Scottish Percussion Pistol by Bond, c. 1830

AO 7 Scottish Percussion Pistol by Bond.jpg
AO 7 Scottish Percussion Pistol by Bond.jpg

Scottish Percussion Pistol by Bond, c. 1830

10.00

In 1810 the Rev. Alexander Forsyth invented a new method of ignition using a detonating compound (fulminate of mercury). The system involved the hammer striking a spring-loaded pin which then struck the fulminate in a plug, to ignite the charge. But the magazine had to be precision made so production was costly. By 1825 the fulminate was contained in a copper cap placed over a nipple plug connecting directly with the breech. The golden age of Scottish gunsmiths was between 1625 and 1775. Thomas Caddell brought fame to the Perthshire village of Doune through the craftsmanship of his pistols.

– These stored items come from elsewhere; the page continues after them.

//! The TWAIN protocol type catalog.
//!
//! [`catalog`] builds the fixed set of scalar typedefs and composite records
//! for one platform profile. Records are defined in header order, which is
//! also a valid dependency order: every nested record is defined before the
//! first record that embeds it.

mod records;

#[cfg(test)]
mod host_abi;

use twlayout_core::{Catalog, CatalogBuilder, Result};
use twlayout_targets::PlatformProfile;

/// Build the protocol catalog for `profile`.
pub fn catalog(profile: &PlatformProfile) -> Result<Catalog> {
    let mut b = CatalogBuilder::new(profile);
    for (name, kind) in records::TYPEDEFS {
        b.typedef(*name, kind.field_type())?;
    }
    records::define(&mut b)?;
    let catalog = b.build();
    log::info!(
        "protocol catalog for {profile}: {} typedefs, {} records",
        catalog.typedefs().len(),
        catalog.len()
    );
    Ok(catalog)
}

It is reputed the first shot fired in the American War of Independence was from a Doune pistol. But by the early 19th century the volume of guns produced in Birmingham undermined the Scottish gunsmiths. In 1822 King George IV made the first visit by a monarch to Scotland in 200 years. One of the organisers of the visit had been Sir Walter Scott, by then celebrated throughout the land. This visit propelled all things Scottish to public attention and gave birth to the explosion in the wearing of tartan, and a reawakening of interest in Scottish weaponry. The London and Birmingham pistol makers were quick to exploit that market and many pistols made in the Scottish style bear the names of London or Birmingham gunsmiths. It is thought this pistol may have been made by Edward or William Bond in London. The metals used are steel and silver. The stock, which ends in a simple ramshorn design, is covered with a heavy silver plating, finely engraved in leaf foliage and ropework. The pricker (1) is in the form of a thistle. The barrel is uniform throughout its length, round in the centre and polygonal at the breech and muzzle. The round section has foliage engraving surrounding an oval panel on which are depicted a shield bearing the Union Jack, cannon, cannon balls, drum and flags. The hammer is dolphin type with foliage engraving, repeated on the lock plate bearing the name of the maker. All the steel parts are blued making a fine contrast against the silver.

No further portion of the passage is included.